We could also then refer to a moment in the life-history of a living personality or soul as an actual occasion. The person is not the occasion, but nor is he/she some substance behind a given occasion that “has” experiences. A person is a streaming of experiences. Whitehead does speculate at some point that living personalities or souls may achieve a degree of intensity that grants them a form of immortality (not just objective immortality, which all occasions achieve, but subjective, as well) beyond the death of the body in the consequent nature of God (see Adventures of Ideas, p. 208).
He also claims in an earlier book (Religion in the Making) that his metaphysical scheme: “is entirely neutral on the question of immortality, or on the existence of purely spiritual beings other than God.”
- Matt SegallParticipant
Krauss’ book is great!
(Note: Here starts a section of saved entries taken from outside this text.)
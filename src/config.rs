// Copyright (c) 2024-2025 Jesse Morgan / Morgan Forge
// SPDX-License-Identifier: AGPL-3.0-or-later

//! Configuration file handling.
//!
//! Settings live in `~/.ariadeck/config.json`. A missing file means defaults,
//! and every field has a default so a partial file loads too.
//!
//! ```json
//! {
//!   "rpc": { "host": "localhost", "port": 6800, "secret": "..." },
//!   "download": { "split": 8 }
//! }
//! ```

use std::fs;
use std::path::{Path, PathBuf};
use std::time::Duration;

use anyhow::{bail, Context, Result};
use serde::{Deserialize, Serialize};

use crate::rpc::{ConnectionDescriptor, Scheme, TaskOptions};

pub const DEFAULT_HOST: &str = "localhost";
pub const DEFAULT_PORT: u16 = 6800;
pub const DEFAULT_PATH: &str = "/jsonrpc";
pub const DEFAULT_PROTOCOL: &str = "http";
pub const DEFAULT_TIMEOUT_SECS: u64 = 30;
pub const DEFAULT_REFRESH_SECS: u64 = 5;

const CONFIG_DIR: &str = ".ariadeck";
const CONFIG_FILE: &str = "config.json";

/// Keys accepted by [`AppConfig::set`].
pub const SETTABLE_KEYS: &[&str] = &[
    "rpc.host",
    "rpc.port",
    "rpc.path",
    "rpc.protocol",
    "rpc.secret",
    "rpc.timeout",
    "rpc.retries",
    "download.dir",
    "download.split",
    "download.max-connection-per-server",
    "display.refresh-interval",
];

#[derive(Debug, Clone, Default, PartialEq, Serialize, Deserialize)]
pub struct AppConfig {
    #[serde(default)]
    pub rpc: RpcConfig,
    #[serde(default)]
    pub download: DownloadConfig,
    #[serde(default)]
    pub display: DisplayConfig,
}

/// Where the engine listens and how to talk to it.
#[derive(Debug, Clone, PartialEq, Serialize, Deserialize)]
pub struct RpcConfig {
    #[serde(default = "default_host")]
    pub host: String,
    #[serde(default = "default_port")]
    pub port: u16,
    #[serde(default = "default_rpc_path")]
    pub path: String,
    /// `http`, `https`, `ws` or `wss`
    #[serde(default = "default_protocol")]
    pub protocol: String,
    #[serde(default)]
    pub secret: String,
    #[serde(default = "default_timeout_secs")]
    pub timeout_secs: u64,
    #[serde(default)]
    pub retries: u32,
}

/// Defaults applied to new downloads unless the command overrides them.
#[derive(Debug, Clone, Default, PartialEq, Serialize, Deserialize)]
pub struct DownloadConfig {
    #[serde(default)]
    pub default_directory: String,
    #[serde(default, skip_serializing_if = "Option::is_none")]
    pub split: Option<u32>,
    #[serde(default, skip_serializing_if = "Option::is_none")]
    pub max_connection_per_server: Option<u32>,
}

#[derive(Debug, Clone, PartialEq, Serialize, Deserialize)]
pub struct DisplayConfig {
    #[serde(default = "default_refresh_secs")]
    pub refresh_interval_secs: u64,
}

fn default_host() -> String {
    DEFAULT_HOST.to_string()
}

fn default_port() -> u16 {
    DEFAULT_PORT
}

fn default_rpc_path() -> String {
    DEFAULT_PATH.to_string()
}

fn default_protocol() -> String {
    DEFAULT_PROTOCOL.to_string()
}

fn default_timeout_secs() -> u64 {
    DEFAULT_TIMEOUT_SECS
}

fn default_refresh_secs() -> u64 {
    DEFAULT_REFRESH_SECS
}

impl Default for RpcConfig {
    fn default() -> Self {
        Self {
            host: default_host(),
            port: default_port(),
            path: default_rpc_path(),
            protocol: default_protocol(),
            secret: String::new(),
            timeout_secs: default_timeout_secs(),
            retries: 0,
        }
    }
}

impl Default for DisplayConfig {
    fn default() -> Self {
        Self {
            refresh_interval_secs: default_refresh_secs(),
        }
    }
}

impl RpcConfig {
    /// Validate the settings and build a connection descriptor from them.
    pub fn descriptor(&self) -> Result<ConnectionDescriptor> {
        let host = self.host.trim();
        if host.is_empty() {
            bail!("rpc.host must not be empty");
        }
        if self.port == 0 {
            bail!("rpc.port must be between 1 and 65535");
        }
        if !self.path.starts_with('/') {
            bail!("rpc.path must start with '/' (got '{}')", self.path);
        }
        if self.timeout_secs == 0 {
            bail!("rpc.timeout must be at least 1 second");
        }
        let scheme: Scheme = self
            .protocol
            .parse()
            .map_err(|e: String| anyhow::anyhow!("rpc.protocol: {}", e))?;

        Ok(ConnectionDescriptor::new(
            host,
            self.port,
            self.path.as_str(),
            scheme,
            self.secret.as_str(),
            Duration::from_secs(self.timeout_secs),
        )
        .with_retries(self.retries))
    }
}

impl DownloadConfig {
    /// Fill in configured defaults that `options` does not already set.
    pub fn apply_defaults(&self, options: &mut TaskOptions) {
        if !self.default_directory.is_empty() {
            options.insert_default("dir", self.default_directory.as_str());
        }
        if let Some(split) = self.split {
            options.insert_default("split", split.to_string());
        }
        if let Some(max) = self.max_connection_per_server {
            options.insert_default("max-connection-per-server", max.to_string());
        }
    }
}

impl DisplayConfig {
    pub fn refresh_interval(&self) -> Duration {
        Duration::from_secs(self.refresh_interval_secs.max(1))
    }
}

impl AppConfig {
    /// Load from `path`, falling back to defaults when the file is missing.
    pub fn load(path: &Path) -> Result<Self> {
        if !path.exists() {
            tracing::debug!("No config at {}, using defaults", path.display());
            return Ok(Self::default());
        }
        let content = fs::read_to_string(path)
            .with_context(|| format!("Failed to read {}", path.display()))?;
        serde_json::from_str(&content)
            .with_context(|| format!("Invalid config file {}", path.display()))
    }

    /// Write as pretty JSON, creating the parent directory if needed.
    pub fn save(&self, path: &Path) -> Result<()> {
        if let Some(parent) = path.parent() {
            if !parent.as_os_str().is_empty() && !parent.exists() {
                fs::create_dir_all(parent)
                    .with_context(|| format!("Failed to create {}", parent.display()))?;
            }
        }
        let content = serde_json::to_string_pretty(self)?;
        fs::write(path, content).with_context(|| format!("Failed to write {}", path.display()))?;
        tracing::info!("Saved config to {}", path.display());
        Ok(())
    }

    /// Update one setting by its dotted key (see [`SETTABLE_KEYS`]).
    ///
    /// The value is checked before anything changes; on error the config is
    /// left as it was.
    pub fn set(&mut self, key: &str, value: &str) -> Result<()> {
        let value = value.trim();
        match key {
            "rpc.host" => self.rpc.host = value.to_string(),
            "rpc.port" => self.rpc.port = parse_number(key, value)?,
            "rpc.path" => self.rpc.path = value.to_string(),
            "rpc.protocol" => {
                let scheme: Scheme = value
                    .parse()
                    .map_err(|e: String| anyhow::anyhow!("{}: {}", key, e))?;
                self.rpc.protocol = scheme.as_str().to_string();
            }
            "rpc.secret" => self.rpc.secret = value.to_string(),
            "rpc.timeout" => self.rpc.timeout_secs = parse_number(key, value)?,
            "rpc.retries" => self.rpc.retries = parse_number(key, value)?,
            "download.dir" => self.download.default_directory = value.to_string(),
            "download.split" => self.download.split = parse_optional(key, value)?,
            "download.max-connection-per-server" => {
                self.download.max_connection_per_server = parse_optional(key, value)?
            }
            "display.refresh-interval" => {
                self.display.refresh_interval_secs = parse_number(key, value)?
            }
            _ => bail!(
                "Unknown key '{}'. Valid keys: {}",
                key,
                SETTABLE_KEYS.join(", ")
            ),
        }
        Ok(())
    }
}

fn parse_number<T: std::str::FromStr>(key: &str, value: &str) -> Result<T> {
    value
        .parse()
        .map_err(|_| anyhow::anyhow!("{} expects a non-negative number, got '{}'", key, value))
}

/// Empty text clears the setting.
fn parse_optional<T: std::str::FromStr>(key: &str, value: &str) -> Result<Option<T>> {
    if value.is_empty() {
        return Ok(None);
    }
    parse_number(key, value).map(Some)
}

/// `~/.ariadeck/config.json`
pub fn default_path() -> Result<PathBuf> {
    let home = dirs::home_dir().context("Could not find home directory")?;
    Ok(home.join(CONFIG_DIR).join(CONFIG_FILE))
}

#[cfg(test)]
mod tests {
    use super::*;
    use crate::rpc::OptionValue;
    use tempfile::TempDir;

    #[test]
    fn test_defaults() {
        let config = AppConfig::default();
        assert_eq!(config.rpc.host, "localhost");
        assert_eq!(config.rpc.port, 6800);
        assert_eq!(config.rpc.path, "/jsonrpc");
        assert_eq!(config.rpc.protocol, "http");
        assert_eq!(config.rpc.secret, "");
        assert_eq!(config.rpc.timeout_secs, 30);
        assert_eq!(config.rpc.retries, 0);
        assert_eq!(config.download.split, None);
        assert_eq!(config.display.refresh_interval_secs, 5);
    }

    #[test]
    fn test_missing_file_loads_defaults() {
        let dir = TempDir::new().unwrap();
        let config = AppConfig::load(&dir.path().join("config.json")).unwrap();
        assert_eq!(config, AppConfig::default());
    }

    #[test]
    fn test_partial_file_fills_defaults() {
        let dir = TempDir::new().unwrap();
        let path = dir.path().join("config.json");
        fs::write(&path, r#"{"rpc": {"port": 6801, "secret": "s3cret"}}"#).unwrap();

        let config = AppConfig::load(&path).unwrap();
        assert_eq!(config.rpc.port, 6801);
        assert_eq!(config.rpc.secret, "s3cret");
        assert_eq!(config.rpc.host, "localhost");
        assert_eq!(config.rpc.path, "/jsonrpc");
        assert_eq!(config.display.refresh_interval_secs, 5);
    }

    #[test]
    fn test_default_path_under_home() {
        if let Some(home) = dirs::home_dir() {
            let path = default_path().unwrap();
            assert_eq!(path, home.join(".ariadeck").join("config.json"));
        }
    }

    #[test]
    fn test_invalid_json_is_an_error() {
        let dir = TempDir::new().unwrap();
        let path = dir.path().join("config.json");
        fs::write(&path, "{ not json").unwrap();
        assert!(AppConfig::load(&path).is_err());
    }

    #[test]
    fn test_save_and_reload() {
        let dir = TempDir::new().unwrap();
        let path = dir.path().join("nested").join("config.json");

        let mut config = AppConfig::default();
        config.rpc.host = "nas.local".to_string();
        config.download.split = Some(8);
        config.save(&path).unwrap();

        assert_eq!(AppConfig::load(&path).unwrap(), config);
    }

    #[test]
    fn test_descriptor_from_defaults() {
        let descriptor = RpcConfig::default().descriptor().unwrap();
        assert_eq!(descriptor.endpoint(), "http://localhost:6800/jsonrpc");
        assert_eq!(descriptor.timeout(), Duration::from_secs(30));
        assert_eq!(descriptor.retries(), 0);
    }

    #[test]
    fn test_descriptor_validation() {
        let base = RpcConfig::default();

        let mut config = base.clone();
        config.host = "  ".to_string();
        assert!(config.descriptor().is_err());

        let mut config = base.clone();
        config.port = 0;
        assert!(config.descriptor().is_err());

        let mut config = base.clone();
        config.path = "jsonrpc".to_string();
        assert!(config.descriptor().is_err());

        let mut config = base.clone();
        config.protocol = "ftp".to_string();
        assert!(config.descriptor().is_err());

        let mut config = base;
        config.timeout_secs = 0;
        assert!(config.descriptor().is_err());
    }

    #[test]
    fn test_descriptor_secure_protocol() {
        let config = RpcConfig {
            protocol: "WSS".to_string(),
            retries: 2,
            ..RpcConfig::default()
        };
        let descriptor = config.descriptor().unwrap();
        assert_eq!(descriptor.scheme(), Scheme::Wss);
        assert_eq!(descriptor.endpoint(), "https://localhost:6800/jsonrpc");
        assert_eq!(descriptor.retries(), 2);
    }

    #[test]
    fn test_set_keys() {
        let mut config = AppConfig::default();
        config.set("rpc.port", "16800").unwrap();
        config.set("rpc.protocol", "HTTPS").unwrap();
        config.set("download.split", "4").unwrap();
        config.set("display.refresh-interval", "2").unwrap();

        assert_eq!(config.rpc.port, 16800);
        assert_eq!(config.rpc.protocol, "https");
        assert_eq!(config.download.split, Some(4));
        assert_eq!(config.display.refresh_interval_secs, 2);

        config.set("download.split", "").unwrap();
        assert_eq!(config.download.split, None);
    }

    #[test]
    fn test_set_rejects_bad_input() {
        let mut config = AppConfig::default();
        assert!(config.set("rpc.port", "99999").is_err());
        assert!(config.set("rpc.protocol", "gopher").is_err());
        assert!(config.set("no.such.key", "1").is_err());
        assert_eq!(config, AppConfig::default());
    }

    #[test]
    fn test_download_defaults_do_not_override() {
        let download = DownloadConfig {
            default_directory: "/downloads".to_string(),
            split: Some(8),
            max_connection_per_server: Some(4),
        };
        let mut options = TaskOptions::new().with("split", "2");
        download.apply_defaults(&mut options);

        assert_eq!(options.get("split"), Some(&OptionValue::from("2")));
        assert_eq!(options.get("dir"), Some(&OptionValue::from("/downloads")));
        assert_eq!(
            options.get("max-connection-per-server"),
            Some(&OptionValue::from("4"))
        );
    }
}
You might also check out this book: https://books.google.com/books/about/The_Epochal_Nature_of_Process_in_Whitehe.html?id=QpY0thi4laAC
I find it to be written in a poetic and accessible way. - Matt SegallParticipant
Hi te’a, Here is a link to John Cobb, Jr’s “Whitehead Word Book,” a helpful glossary of major terms. https://www.informationphilosopher.com/solutions/philosophers/whitehead/WordBookWeb.pdf
- Matt SegallParticipant
Great question, Charlie. There have been some comparisons of Heidegger and Whitehead. Olav Bryant Smith’s book Myths of the Self comes to mind immediately. https://rowman.com/ISBN/9780739108437/Myths-of-the-Self-Narrative-Identity-and-Postmodern-Metaphysics
There is some convergence between the two, but when it comes down to it, Heidegger likely would have rejected Whitehead’s integration of experience with natural science. Heidegger famously claimed that “science does not think.” He views it as part of a Western metaphysical tradition that obscures the Being of beings. Of course, to the extent that it is rooted in a Cartesian form of dualistic materialism, Whitehead would agree. But Whitehead sought to reform science, while Heidegger just ignored it.
- Matt SegallParticipant
Thanks for these contributions, Mark. Whitehead is always seeking a middle path. Despite being a deeply relational thinker, he refuses to completely reduce individuals to their relations. Here are a few quotes from PR that illustrate the balance he is trying to strike.
“Each task of creation [each actual occasion] is a social effort, employing the whole universe.” –Process and Reality, p. 223
“In the philosophy of organism, an actual occasion…is the whole universe in process of attainment of a particular satisfaction…The final actuality is the particular process with its particular attainment of satisfaction. The actuality of the universe is merely derivative from its solidarity in each actual entity.” –Process and Reality, p. 200
So, each occasion arises from an objective past, achieves a moment of private subjective immediacy, and perishes back into objective immortality, becoming data for subsequent occasions. He wants to do justice to both individuality and community.